No filme, os anjos 001 e 002 desceram à terra curiosos por conhecer os homens, mas por causa da chuva ficam presos dentro de um teatro e resolvem fazer uma boneca Mariazinha, uma bonequinha de papel que conforme uma superstição popular, tem o poder de controlar a chuva.

Enquanto a chuva não passa, os dois iniciam uma brincadeira de contar histórias. Logo a boneca Mariazinha vira a personagem mitológica Psiquê, e dá início a trama do mito grego. Os personagens recortados ganham vida própria e conduzem o espectador para dentro do seu universo fantástico.

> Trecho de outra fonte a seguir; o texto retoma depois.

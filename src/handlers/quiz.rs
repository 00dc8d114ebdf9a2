// src/handlers/quiz.rs

use axum::{
    Json,
    extract::{Path, State},
    http::StatusCode,
    response::IntoResponse,
};

use crate::{
    error::AppError,
    models::session::{AdvanceRequest, AnswerRequest},
    quiz::store::SessionStore,
};

/// Creates a new session and serves the first question with its countdown
/// armed.
pub async fn start_quiz(
    State(sessions): State<SessionStore>,
) -> Result<impl IntoResponse, AppError> {
    let started = sessions.start().await?;
    Ok((StatusCode::CREATED, Json(started)))
}

/// Current session snapshot for page reloads: question, remaining seconds,
/// the result once finished.
pub async fn session_state(
    State(sessions): State<SessionStore>,
    Path(session_id): Path<String>,
) -> Result<impl IntoResponse, AppError> {
    Ok(Json(sessions.view(&session_id).await?))
}

/// Records the answer for the current question and reveals the verdict and
/// explanation. Advancing is a separate action.
pub async fn submit_answer(
    State(sessions): State<SessionStore>,
    Path(session_id): Path<String>,
    Json(payload): Json<AnswerRequest>,
) -> Result<impl IntoResponse, AppError> {
    Ok(Json(
        sessions
            .select_answer(&session_id, payload.option_index)
            .await?,
    ))
}

/// Moves on to the next question, or finishes the quiz on the last one.
/// `skip: true` discards any recorded answer for the current question.
pub async fn advance(
    State(sessions): State<SessionStore>,
    Path(session_id): Path<String>,
    payload: Option<Json<AdvanceRequest>>,
) -> Result<impl IntoResponse, AppError> {
    let skip = payload.map(|Json(p)| p.skip).unwrap_or(false);
    Ok(Json(sessions.advance(&session_id, skip).await?))
}

/// Explicit restart: back to question 0 with a cleared answer log.
pub async fn restart(
    State(sessions): State<SessionStore>,
    Path(session_id): Path<String>,
) -> Result<impl IntoResponse, AppError> {
    Ok(Json(sessions.restart(&session_id).await?))
}

/// Tears the session down and cancels its countdown.
pub async fn teardown(
    State(sessions): State<SessionStore>,
    Path(session_id): Path<String>,
) -> Result<impl IntoResponse, AppError> {
    sessions.remove(&session_id).await;
    Ok(StatusCode::NO_CONTENT)
}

O roteiro é de Ester Sá, artista que vem, nos últimos anos, nos presenteando com vários projetos na área de teatro, mas que traz na bagagem uma trajetória surpreendente. Na década de 90, por exemplo, a conheci soltando a voz nos bares. Um pouco mais adiante, lá estava ela, nos palcos, atuando no teatro de formas animadas.

Depois, fazendo uma especialização em Imagem e Sociedade, na UFPA, investigando a comicidade na obra de Charles Chaplin. Mais tarde, surge com o projeto do Festival Territórios de Teatro, que no ano que vem chegará a sua IV edição.

Mas como já disseram a vida é uma caixinha de surpresas. E eu que achava que a Ester já tinha nascido na arte, me surpreendi mais ainda em saber sobre os primórdios de sua trajetória. A atriz e pesquisadora que fez Iracema Voa, inspirada na vida e obra da folclorista e radialista Iracema Oliveira, formou-se em contabilidade, depois de ter passado, na verdade, em administração.

Pode ser de pasmar, mas pensando bem, as pessoas inquietas são assim. À princípio parecem não saber o que fazer e vão buscando caminhos até se acharem. E foi exatamente o que aconteceu com a Ester, que se considera hoje uma mulher de teatro, sem nenhuma dúvida quanto a isso. Não é à toa que ela sustenta-se só de arte há mais de 10 anos.

Cena de Por a Caos
Só que agora, embora mantendo os pés, as mãos e a cabeça no universo cênico, Ester entra na vibe da sétima arte e mergulha no cinema de animação. 

Adaptado do espetáculo homônimo, “Quem Vai Levar Mariazinha para Passear”, o primeiro trabalho da Desabusados Cia, que também é responsável pela montagem de Por A caos, o filme vai misturar as linguagens e também terá em cena os mesmos atores da peça, a própria Ester Sá, e o amigo e parceiro de palco, Maurício Franco.

Os primeiros experimentos para a animação dos personagens, porém, já começaram, sob os cuidados de Andrei Miralha, um dos caras premiados da animação paraense. Ester já editou até um teaser desta experimentação e postou em sua página do Facebook.

O Holofote Virtual fez uma entrevista com Ester para falar de sua trajetória.  Apaixonada pelo que faz, brincante de Cordão de Pássaro, desde que trabalhou com Iracenma, ela faz , no bate papo descontraído que segue aqui, uma  breve retorspectiva de sua carreira. 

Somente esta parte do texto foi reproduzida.